3 g of the cellulose ester aqueous dispersion obtained in Examples 1 to 33 and 100 g of a commercially available water-based paint (trade name: water paint Big 10 multipurpose, manufactured by Asahi Paint Co., Ltd.) were mixed to obtain a coating composition. . Dispersibility, paintability and tack were evaluated by the following methods using the obtained coating composition. The results are shown in Table 4 and Table 5.

(Dispersibility)
The coating composition was allowed to stand at 20 ° C., and the presence or absence of precipitates or separation was confirmed every day (24 hours). The number of days until either precipitation or separation was observed was used as the evaluation result.

(Paintability)
The coating composition was applied with a coater so as to have a dry film thickness of 20 μm. 5
It dried at 0 degreeC for 3 hours, and evaluated the coating-film state on the following reference | standard.
○: There is no coating unevenness and pinhole.
X: There are uneven coating or pinholes.

(tack)
Water was applied to the surface of the coating film prepared by the evaluation of the paintability. The presence or absence between tacks on the surface of the coating film after wiping off water was evaluated by finger touch according to the following criteria.
○: There is no tackiness.
X: There is a feeling of tack.

Claims (6)

An aqueous cellulose ester dispersion containing a cellulose ester (A) and an anionic resin (B).
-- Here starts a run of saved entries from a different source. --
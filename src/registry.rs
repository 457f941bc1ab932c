//! Durable record of connected dapps, one collection per wallet.
//!
//! Records live in the [`KeyVault`] because they contain session secrets.
//! Mutations of one wallet's collection are serialized by a per-wallet lock;
//! different wallets never wait on each other.

use std::{collections::HashMap, sync::Arc};

use parking_lot::Mutex;
use serde::{Deserialize, Serialize};
use tracing::{debug, info};

use crate::{
    address::WalletAddress,
    dto::Manifest,
    error::{Result, TonConnectError},
    interfaces::KeyVault,
    session_crypto::SessionKeyMaterial,
};

const STORAGE_PREFIX: &str = "tonconnect.sessions";

#[derive(Debug, Clone, PartialEq, Eq, Serialize, Deserialize)]
pub struct SessionRecord {
    pub wallet_address: WalletAddress,
    pub manifest: Manifest,
    pub session: SessionKeyMaterial,
    pub connected_at: u64,
}

impl SessionRecord {
    /// Relay id of the dapp.
    pub fn client_id(&self) -> &str {
        &self.session.client_id
    }

    /// Relay id the wallet listens on for this dapp.
    pub fn own_client_id(&self) -> String {
        self.session.own_client_id()
    }

    fn same_dapp(&self, other: &SessionRecord) -> bool {
        self.wallet_address == other.wallet_address && self.manifest.url == other.manifest.url
    }
}

pub struct SessionRegistry {
    vault: Arc<dyn KeyVault>,
    locks: Mutex<HashMap<WalletAddress, Arc<tokio::sync::Mutex<()>>>>,
}

impl SessionRegistry {
    pub fn new(vault: Arc<dyn KeyVault>) -> Self {
        Self {
            vault,
            locks: Mutex::new(HashMap::new()),
        }
    }

    pub async fn records(&self, wallet: &WalletAddress) -> Result<Vec<SessionRecord>> {
        let bytes = self
            .vault
            .load(&storage_key(wallet))
            .await
            .map_err(TonConnectError::Storage)?;

        match bytes {
            Some(bytes) => {
                serde_json::from_slice(&bytes).map_err(|e| TonConnectError::Storage(e.into()))
            }
            None => Ok(Vec::new()),
        }
    }

    /// Inserts `record`, replacing any record for the same wallet and manifest url.
    pub async fn add(&self, record: SessionRecord) -> Result<()> {
        let wallet = record.wallet_address;
        let lock = self.wallet_lock(&wallet);
        let _guard = lock.lock().await;

        let mut records = self.records(&wallet).await?;
        let before = records.len();
        records.retain(|existing| !existing.same_dapp(&record));
        if records.len() != before {
            debug!(wallet = %wallet, dapp = %record.manifest.url, "replacing session record");
        }
        info!(wallet = %wallet, dapp = %record.manifest.url, "session recorded");
        records.push(record);

        self.save(&wallet, &records).await
    }

    pub async fn remove(
        &self,
        wallet: &WalletAddress,
        manifest_url: &str,
    ) -> Result<Option<SessionRecord>> {
        self.remove_where(wallet, |record| record.manifest.url == manifest_url)
            .await
    }

    /// Removes the record talking to the dapp relay id `client_id`.
    pub async fn remove_client(
        &self,
        wallet: &WalletAddress,
        client_id: &str,
    ) -> Result<Option<SessionRecord>> {
        self.remove_where(wallet, |record| record.client_id() == client_id)
            .await
    }

    /// Drops every record of `wallet`, e.g. on logout or wallet deletion.
    pub async fn disconnect_all(&self, wallet: &WalletAddress) -> Result<Vec<SessionRecord>> {
        let lock = self.wallet_lock(wallet);
        let _guard = lock.lock().await;

        let records = self.records(wallet).await?;
        self.vault
            .delete(&storage_key(wallet))
            .await
            .map_err(TonConnectError::Storage)?;
        info!(wallet = %wallet, count = records.len(), "all sessions removed");
        Ok(records)
    }

    async fn remove_where(
        &self,
        wallet: &WalletAddress,
        matches: impl Fn(&SessionRecord) -> bool,
    ) -> Result<Option<SessionRecord>> {
        let lock = self.wallet_lock(wallet);
        let _guard = lock.lock().await;

        let mut records = self.records(wallet).await?;
        let Some(index) = records.iter().position(matches) else {
            return Ok(None);
        };
        let removed = records.remove(index);
        self.save(wallet, &records).await?;
        info!(wallet = %wallet, dapp = %removed.manifest.url, "session removed");
        Ok(Some(removed))
    }

    async fn save(&self, wallet: &WalletAddress, records: &[SessionRecord]) -> Result<()> {
        let bytes = serde_json::to_vec(records).map_err(|e| TonConnectError::Storage(e.into()))?;
        self.vault
            .store(&storage_key(wallet), bytes)
            .await
            .map_err(TonConnectError::Storage)
    }

    fn wallet_lock(&self, wallet: &WalletAddress) -> Arc<tokio::sync::Mutex<()>> {
        Arc::clone(self.locks.lock().entry(*wallet).or_default())
    }
}

fn storage_key(wallet: &WalletAddress) -> String {
    format!("{STORAGE_PREFIX}.{}", wallet.to_raw())
}

#[cfg(test)]
mod tests {
    use super::*;
    use crate::{session_crypto, vault::MemoryKeyVault};

    const DAPP_ID: &str = "230f1e4df32364888a5dbd92a410266fcb974b73e30ff3e546a654fc8ee2c953";

    fn manifest(url: &str) -> Manifest {
        Manifest {
            url: url.to_string(),
            name: "Dapp".to_string(),
            icon_url: format!("{url}/icon.png"),
            terms_of_use_url: None,
            privacy_policy_url: None,
        }
    }

    fn record(wallet: WalletAddress, url: &str) -> SessionRecord {
        SessionRecord {
            wallet_address: wallet,
            manifest: manifest(url),
            session: session_crypto::open(DAPP_ID),
            connected_at: 1,
        }
    }

    fn registry() -> (Arc<MemoryKeyVault>, SessionRegistry) {
        let vault = Arc::new(MemoryKeyVault::new());
        let registry = SessionRegistry::new(Arc::clone(&vault) as Arc<dyn KeyVault>);
        (vault, registry)
    }

    #[tokio::test]
    async fn same_dapp_twice_keeps_one_record() {
        let (_, registry) = registry();
        let wallet = WalletAddress::new(0, [1; 32]);

        registry.add(record(wallet, "https://a.example")).await.unwrap();
        let second = record(wallet, "https://a.example");
        registry.add(second.clone()).await.unwrap();

        let records = registry.records(&wallet).await.unwrap();
        assert_eq!(records, vec![second]);
    }

    #[tokio::test]
    async fn different_dapps_and_wallets_are_separate() {
        let (_, registry) = registry();
        let first = WalletAddress::new(0, [1; 32]);
        let second = WalletAddress::new(0, [2; 32]);

        registry.add(record(first, "https://a.example")).await.unwrap();
        registry.add(record(first, "https://b.example")).await.unwrap();
        registry.add(record(second, "https://a.example")).await.unwrap();

        assert_eq!(registry.records(&first).await.unwrap().len(), 2);
        assert_eq!(registry.records(&second).await.unwrap().len(), 1);
    }

    #[tokio::test]
    async fn records_survive_a_new_registry() {
        let (vault, registry) = registry();
        let wallet = WalletAddress::new(0, [1; 32]);
        let added = record(wallet, "https://a.example");
        registry.add(added.clone()).await.unwrap();

        let reopened = SessionRegistry::new(vault as Arc<dyn KeyVault>);
        let records = reopened.records(&wallet).await.unwrap();
        assert_eq!(records, vec![added.clone()]);
        assert_eq!(records[0].own_client_id(), added.own_client_id());
    }

    #[tokio::test]
    async fn remove_and_disconnect_all() {
        let (_, registry) = registry();
        let wallet = WalletAddress::new(0, [1; 32]);
        registry.add(record(wallet, "https://a.example")).await.unwrap();
        registry.add(record(wallet, "https://b.example")).await.unwrap();

        let removed = registry.remove(&wallet, "https://a.example").await.unwrap();
        assert_eq!(removed.unwrap().manifest.url, "https://a.example");
        assert!(registry.remove(&wallet, "https://a.example").await.unwrap().is_none());

        let all = registry.disconnect_all(&wallet).await.unwrap();
        assert_eq!(all.len(), 1);
        assert!(registry.records(&wallet).await.unwrap().is_empty());
    }

    #[tokio::test]
    async fn remove_by_dapp_client_id() {
        let (_, registry) = registry();
        let wallet = WalletAddress::new(0, [1; 32]);
        registry.add(record(wallet, "https://a.example")).await.unwrap();

        assert!(registry.remove_client(&wallet, "ffff").await.unwrap().is_none());
        assert!(registry.remove_client(&wallet, DAPP_ID).await.unwrap().is_some());
    }

    #[tokio::test]
    async fn concurrent_adds_lose_nothing() {
        let (_, registry) = registry();
        let registry = Arc::new(registry);
        let wallet = WalletAddress::new(0, [1; 32]);

        let tasks: Vec<_> = (0..16)
            .map(|i| {
                let registry = Arc::clone(&registry);
                tokio::spawn(async move {
                    registry
                        .add(record(wallet, &format!("https://{i}.example")))
                        .await
                })
            })
            .collect();
        for task in tasks {
            task.await.unwrap().unwrap();
        }

        assert_eq!(registry.records(&wallet).await.unwrap().len(), 16);
    }
}
pub use anyhow::anyhow;
use serde::{Deserialize, Serialize};
use thiserror::Error;

use crate::bridge::BridgeError;

#[derive(Debug, Error)]
pub enum TonConnectError {
    #[error("incorrect connect url: {0}")]
    IncorrectUrl(String),
    #[error("manifest unavailable: {0}")]
    ManifestUnavailable(anyhow::Error),
    #[error("wallet cannot connect to dapps")]
    UnsupportedWallet,
    #[error("signing denied: {0}")]
    SigningDenied(anyhow::Error),
    #[error("another request is already being processed for this wallet")]
    AlreadyProcessing,
    #[error(transparent)]
    Transport(#[from] BridgeError),
    #[error("bad request: {0}")]
    BadRequest(anyhow::Error),
    #[error("no session for client {0}")]
    UnknownSession(String),
    #[error("declined by user")]
    Declined,
    #[error("superseded or cancelled")]
    Cancelled,
    #[error("storage error: {0}")]
    Storage(anyhow::Error),
    #[error("wallet contract error: {0}")]
    Contract(anyhow::Error),
}

impl TonConnectError {
    /// `true` for the offline flavour of a transport failure.
    pub fn is_connectivity(&self) -> bool {
        matches!(self, Self::Transport(BridgeError::Connectivity(_)))
    }

    /// Error as the dapp sees it on the wire.
    pub fn to_wallet_error(&self) -> WalletError {
        let code = match self {
            Self::IncorrectUrl(_) | Self::BadRequest(_) | Self::AlreadyProcessing => {
                WalletErrorCode::BadRequest
            }
            Self::ManifestUnavailable(_) => WalletErrorCode::ManifestNotFound,
            Self::UnknownSession(_) => WalletErrorCode::UnknownApp,
            Self::Declined => WalletErrorCode::UserDeclined,
            Self::UnsupportedWallet
            | Self::SigningDenied(_)
            | Self::Transport(_)
            | Self::Cancelled
            | Self::Storage(_)
            | Self::Contract(_) => WalletErrorCode::Unknown,
        };

        WalletError {
            code,
            message: self.to_string(),
        }
    }
}

impl From<serde_json::Error> for TonConnectError {
    fn from(err: serde_json::Error) -> Self {
        Self::BadRequest(err.into())
    }
}

/// TonConnect error codes shared by connect and request responses.
#[derive(Debug, Clone, Copy, PartialEq, Eq)]
pub enum WalletErrorCode {
    Unknown,
    BadRequest,
    ManifestNotFound,
    ManifestContentError,
    UnknownApp,
    UserDeclined,
    MethodNotSupported,
}

impl WalletErrorCode {
    pub fn as_u16(self) -> u16 {
        match self {
            Self::Unknown => 0,
            Self::BadRequest => 1,
            Self::ManifestNotFound => 2,
            Self::ManifestContentError => 3,
            Self::UnknownApp => 100,
            Self::UserDeclined => 300,
            Self::MethodNotSupported => 400,
        }
    }

    pub fn from_u16(code: u16) -> Self {
        match code {
            1 => Self::BadRequest,
            2 => Self::ManifestNotFound,
            3 => Self::ManifestContentError,
            100 => Self::UnknownApp,
            300 => Self::UserDeclined,
            400 => Self::MethodNotSupported,
            _ => Self::Unknown,
        }
    }
}

impl Serialize for WalletErrorCode {
    fn serialize<S: serde::Serializer>(&self, serializer: S) -> Result<S::Ok, S::Error> {
        serializer.serialize_u16(self.as_u16())
    }
}

impl<'de> Deserialize<'de> for WalletErrorCode {
    fn deserialize<D: serde::Deserializer<'de>>(deserializer: D) -> Result<Self, D::Error> {
        u16::deserialize(deserializer).map(Self::from_u16)
    }
}

#[derive(Debug, Clone, PartialEq, Eq, Serialize, Deserialize)]
pub struct WalletError {
    pub code: WalletErrorCode,
    pub message: String,
}

pub type Result<T, E = TonConnectError> = std::result::Result<T, E>;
The cellulose ester aqueous dispersion according to claim 1, wherein the cellulose ester (A) is at least one selected from the group consisting of cellulose acetate, cellulose acetate propionate, and cellulose acetate butyrate. The aqueous cellulose ester dispersion according to claim 1 or 2, wherein the anionic resin (B) is at least one selected from the group consisting of an anionic polyester resin and an anionic polyurethane resin. Furthermore, the cellulose-ester aqueous dispersion of any one of Claims 1-3 containing an anion modified cellulose nanofiber (C). The cellulose ester aqueous dispersion according to claim 4, wherein the anion-modified cellulose nanofiber (C) is oxidized cellulose (C1). The coating composition containing the cellulose-ester aqueous dispersion of any one of Claims 1-5.